What you return must be every line from the beginning of the data through the line holding "or site file", unchanged.

*** Opening MATERIAL SUPPLIED ***

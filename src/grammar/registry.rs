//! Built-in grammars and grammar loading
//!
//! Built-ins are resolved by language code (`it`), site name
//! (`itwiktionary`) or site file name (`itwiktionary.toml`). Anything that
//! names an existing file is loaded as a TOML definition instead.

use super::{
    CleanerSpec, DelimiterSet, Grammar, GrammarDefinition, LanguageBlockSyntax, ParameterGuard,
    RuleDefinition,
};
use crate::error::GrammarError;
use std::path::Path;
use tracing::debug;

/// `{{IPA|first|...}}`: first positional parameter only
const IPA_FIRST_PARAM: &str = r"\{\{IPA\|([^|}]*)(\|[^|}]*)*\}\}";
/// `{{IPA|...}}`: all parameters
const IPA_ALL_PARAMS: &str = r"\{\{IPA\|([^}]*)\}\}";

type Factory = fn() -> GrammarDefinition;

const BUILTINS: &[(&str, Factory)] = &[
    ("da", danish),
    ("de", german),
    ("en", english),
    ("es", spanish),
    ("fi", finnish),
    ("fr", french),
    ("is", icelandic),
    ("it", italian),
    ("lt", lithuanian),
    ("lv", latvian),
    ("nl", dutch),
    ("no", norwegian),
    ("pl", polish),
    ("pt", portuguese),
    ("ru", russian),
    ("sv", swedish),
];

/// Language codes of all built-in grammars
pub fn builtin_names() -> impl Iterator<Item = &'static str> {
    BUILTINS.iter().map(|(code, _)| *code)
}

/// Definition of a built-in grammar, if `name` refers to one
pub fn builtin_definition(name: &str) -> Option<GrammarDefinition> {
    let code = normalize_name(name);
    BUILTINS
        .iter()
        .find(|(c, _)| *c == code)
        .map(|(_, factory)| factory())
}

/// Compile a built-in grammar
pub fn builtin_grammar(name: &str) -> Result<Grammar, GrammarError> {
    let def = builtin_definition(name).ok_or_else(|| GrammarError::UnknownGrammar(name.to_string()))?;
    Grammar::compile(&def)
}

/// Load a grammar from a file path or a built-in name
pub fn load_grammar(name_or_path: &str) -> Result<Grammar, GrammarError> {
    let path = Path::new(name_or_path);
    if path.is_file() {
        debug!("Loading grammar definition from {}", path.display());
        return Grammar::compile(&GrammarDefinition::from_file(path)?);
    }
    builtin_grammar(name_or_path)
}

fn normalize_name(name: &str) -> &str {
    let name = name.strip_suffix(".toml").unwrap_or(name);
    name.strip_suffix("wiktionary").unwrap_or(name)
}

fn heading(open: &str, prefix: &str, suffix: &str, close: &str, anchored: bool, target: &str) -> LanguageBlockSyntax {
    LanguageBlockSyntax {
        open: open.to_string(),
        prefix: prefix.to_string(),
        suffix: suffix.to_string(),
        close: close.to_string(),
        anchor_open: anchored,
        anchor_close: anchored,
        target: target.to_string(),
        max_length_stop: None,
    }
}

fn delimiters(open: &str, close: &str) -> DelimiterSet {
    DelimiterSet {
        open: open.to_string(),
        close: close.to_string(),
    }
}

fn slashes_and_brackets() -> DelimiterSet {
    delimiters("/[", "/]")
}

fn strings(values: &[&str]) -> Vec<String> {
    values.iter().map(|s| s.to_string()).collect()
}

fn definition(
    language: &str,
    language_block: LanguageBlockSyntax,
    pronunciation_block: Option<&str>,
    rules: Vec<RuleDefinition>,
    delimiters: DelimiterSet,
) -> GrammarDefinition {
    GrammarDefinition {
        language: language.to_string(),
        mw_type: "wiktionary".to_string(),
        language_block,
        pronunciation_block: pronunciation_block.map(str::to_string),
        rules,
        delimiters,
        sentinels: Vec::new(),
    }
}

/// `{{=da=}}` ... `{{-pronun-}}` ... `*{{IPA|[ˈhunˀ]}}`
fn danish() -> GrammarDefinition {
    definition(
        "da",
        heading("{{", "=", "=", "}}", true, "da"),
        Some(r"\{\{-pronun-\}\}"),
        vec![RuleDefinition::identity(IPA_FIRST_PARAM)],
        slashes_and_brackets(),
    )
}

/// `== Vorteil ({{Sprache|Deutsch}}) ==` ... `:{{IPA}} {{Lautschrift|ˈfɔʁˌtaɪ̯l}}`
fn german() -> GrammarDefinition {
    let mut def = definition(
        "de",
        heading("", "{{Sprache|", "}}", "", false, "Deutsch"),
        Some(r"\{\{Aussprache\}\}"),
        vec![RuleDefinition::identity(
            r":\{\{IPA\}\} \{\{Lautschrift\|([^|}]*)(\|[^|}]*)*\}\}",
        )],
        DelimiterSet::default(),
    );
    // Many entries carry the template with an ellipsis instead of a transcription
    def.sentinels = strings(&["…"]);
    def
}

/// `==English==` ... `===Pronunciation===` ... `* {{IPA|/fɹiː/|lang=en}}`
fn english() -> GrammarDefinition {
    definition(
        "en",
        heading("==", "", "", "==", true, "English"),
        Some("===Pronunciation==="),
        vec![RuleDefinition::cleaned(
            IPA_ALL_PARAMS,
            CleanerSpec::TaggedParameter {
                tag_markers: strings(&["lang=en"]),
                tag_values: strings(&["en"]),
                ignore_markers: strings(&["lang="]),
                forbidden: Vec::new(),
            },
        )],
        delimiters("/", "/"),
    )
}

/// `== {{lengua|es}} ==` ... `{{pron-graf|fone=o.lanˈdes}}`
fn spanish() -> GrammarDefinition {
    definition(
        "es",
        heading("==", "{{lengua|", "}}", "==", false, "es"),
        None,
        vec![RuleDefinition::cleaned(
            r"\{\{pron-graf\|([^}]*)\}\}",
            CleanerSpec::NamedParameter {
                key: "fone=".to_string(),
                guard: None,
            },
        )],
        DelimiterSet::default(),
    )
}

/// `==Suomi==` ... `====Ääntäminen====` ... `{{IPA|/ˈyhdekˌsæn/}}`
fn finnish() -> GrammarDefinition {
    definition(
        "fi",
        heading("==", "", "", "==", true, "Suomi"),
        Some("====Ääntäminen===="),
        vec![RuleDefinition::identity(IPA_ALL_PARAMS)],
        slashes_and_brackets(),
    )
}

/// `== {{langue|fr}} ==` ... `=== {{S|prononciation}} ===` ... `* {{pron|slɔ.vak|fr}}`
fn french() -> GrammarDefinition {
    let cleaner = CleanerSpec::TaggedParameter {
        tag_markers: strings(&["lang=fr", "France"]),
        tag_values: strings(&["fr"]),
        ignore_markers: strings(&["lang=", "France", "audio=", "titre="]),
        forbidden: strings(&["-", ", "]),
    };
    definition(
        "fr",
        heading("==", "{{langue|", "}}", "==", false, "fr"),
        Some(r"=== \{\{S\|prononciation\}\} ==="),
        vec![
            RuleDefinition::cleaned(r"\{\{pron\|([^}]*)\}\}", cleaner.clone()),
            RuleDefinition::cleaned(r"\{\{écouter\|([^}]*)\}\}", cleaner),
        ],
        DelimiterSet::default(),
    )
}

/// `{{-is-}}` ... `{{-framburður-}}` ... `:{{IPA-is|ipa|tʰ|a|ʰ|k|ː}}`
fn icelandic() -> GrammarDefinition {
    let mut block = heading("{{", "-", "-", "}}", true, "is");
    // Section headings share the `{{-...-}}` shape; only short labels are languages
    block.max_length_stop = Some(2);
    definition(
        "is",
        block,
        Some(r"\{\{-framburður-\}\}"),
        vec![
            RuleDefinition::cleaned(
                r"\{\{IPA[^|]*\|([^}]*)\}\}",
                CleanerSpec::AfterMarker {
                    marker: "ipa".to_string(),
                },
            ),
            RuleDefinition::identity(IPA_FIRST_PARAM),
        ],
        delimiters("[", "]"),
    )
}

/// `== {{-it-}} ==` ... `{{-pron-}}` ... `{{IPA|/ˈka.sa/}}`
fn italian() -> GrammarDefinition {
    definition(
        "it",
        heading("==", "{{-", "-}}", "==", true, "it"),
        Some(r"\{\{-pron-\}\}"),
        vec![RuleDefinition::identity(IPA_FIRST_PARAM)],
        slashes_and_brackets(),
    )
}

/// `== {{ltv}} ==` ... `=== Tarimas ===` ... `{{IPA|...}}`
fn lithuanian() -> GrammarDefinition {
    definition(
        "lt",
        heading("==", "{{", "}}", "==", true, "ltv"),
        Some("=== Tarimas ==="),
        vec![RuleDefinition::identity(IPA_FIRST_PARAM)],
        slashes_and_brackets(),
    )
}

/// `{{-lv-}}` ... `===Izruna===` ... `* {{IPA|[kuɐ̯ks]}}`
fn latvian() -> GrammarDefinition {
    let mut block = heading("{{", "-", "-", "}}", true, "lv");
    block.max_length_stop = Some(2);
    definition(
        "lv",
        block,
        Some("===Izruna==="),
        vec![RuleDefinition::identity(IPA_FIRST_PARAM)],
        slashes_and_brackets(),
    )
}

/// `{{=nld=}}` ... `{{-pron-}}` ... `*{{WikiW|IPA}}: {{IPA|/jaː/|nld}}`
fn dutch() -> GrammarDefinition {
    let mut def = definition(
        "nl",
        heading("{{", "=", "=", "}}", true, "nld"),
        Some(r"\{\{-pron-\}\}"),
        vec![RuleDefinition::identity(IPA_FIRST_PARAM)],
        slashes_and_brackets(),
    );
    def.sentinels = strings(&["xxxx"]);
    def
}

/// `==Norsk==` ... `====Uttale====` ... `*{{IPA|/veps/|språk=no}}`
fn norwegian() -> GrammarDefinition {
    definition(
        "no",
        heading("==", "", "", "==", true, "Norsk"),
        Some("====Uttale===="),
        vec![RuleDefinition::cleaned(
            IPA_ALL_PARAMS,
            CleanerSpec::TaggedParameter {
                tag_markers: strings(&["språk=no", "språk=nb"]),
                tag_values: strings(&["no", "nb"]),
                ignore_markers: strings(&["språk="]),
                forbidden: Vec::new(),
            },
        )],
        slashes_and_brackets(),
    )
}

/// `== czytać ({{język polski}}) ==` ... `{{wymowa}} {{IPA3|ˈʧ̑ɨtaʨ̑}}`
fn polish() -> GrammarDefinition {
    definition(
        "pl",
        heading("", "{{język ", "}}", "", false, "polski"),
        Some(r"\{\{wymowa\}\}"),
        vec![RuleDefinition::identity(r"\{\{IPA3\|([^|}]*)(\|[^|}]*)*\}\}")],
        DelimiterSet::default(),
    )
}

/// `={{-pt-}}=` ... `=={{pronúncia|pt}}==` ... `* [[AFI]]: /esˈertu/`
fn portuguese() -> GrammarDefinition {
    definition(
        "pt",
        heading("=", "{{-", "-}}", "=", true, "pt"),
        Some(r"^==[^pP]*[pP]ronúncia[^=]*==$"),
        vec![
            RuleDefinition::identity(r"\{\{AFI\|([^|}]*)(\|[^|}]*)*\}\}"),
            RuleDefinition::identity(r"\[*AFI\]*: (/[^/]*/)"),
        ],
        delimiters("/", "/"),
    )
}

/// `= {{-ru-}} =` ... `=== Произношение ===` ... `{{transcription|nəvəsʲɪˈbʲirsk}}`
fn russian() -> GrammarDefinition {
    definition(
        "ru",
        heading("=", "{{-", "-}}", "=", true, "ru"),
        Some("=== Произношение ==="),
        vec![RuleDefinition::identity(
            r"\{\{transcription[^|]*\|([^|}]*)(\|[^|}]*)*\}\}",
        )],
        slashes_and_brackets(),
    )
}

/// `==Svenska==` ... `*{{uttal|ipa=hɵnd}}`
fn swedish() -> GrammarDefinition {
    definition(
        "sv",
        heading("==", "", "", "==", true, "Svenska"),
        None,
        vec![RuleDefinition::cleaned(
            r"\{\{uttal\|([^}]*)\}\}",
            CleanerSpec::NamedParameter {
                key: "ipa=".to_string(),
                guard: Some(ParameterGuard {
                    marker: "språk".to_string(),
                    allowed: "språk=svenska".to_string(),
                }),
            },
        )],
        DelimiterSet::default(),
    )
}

*** Closing MATERIAL SUPPLIED ***

# [RESPONSE BELOW]
filename src/grammar/registry.rs
//! Built-in grammars and grammar loading
//!
//! Built-ins are resolved by language code (`it`), site name
//! (`itwiktionary`) or site file name (`itwiktionary.toml`). Anything that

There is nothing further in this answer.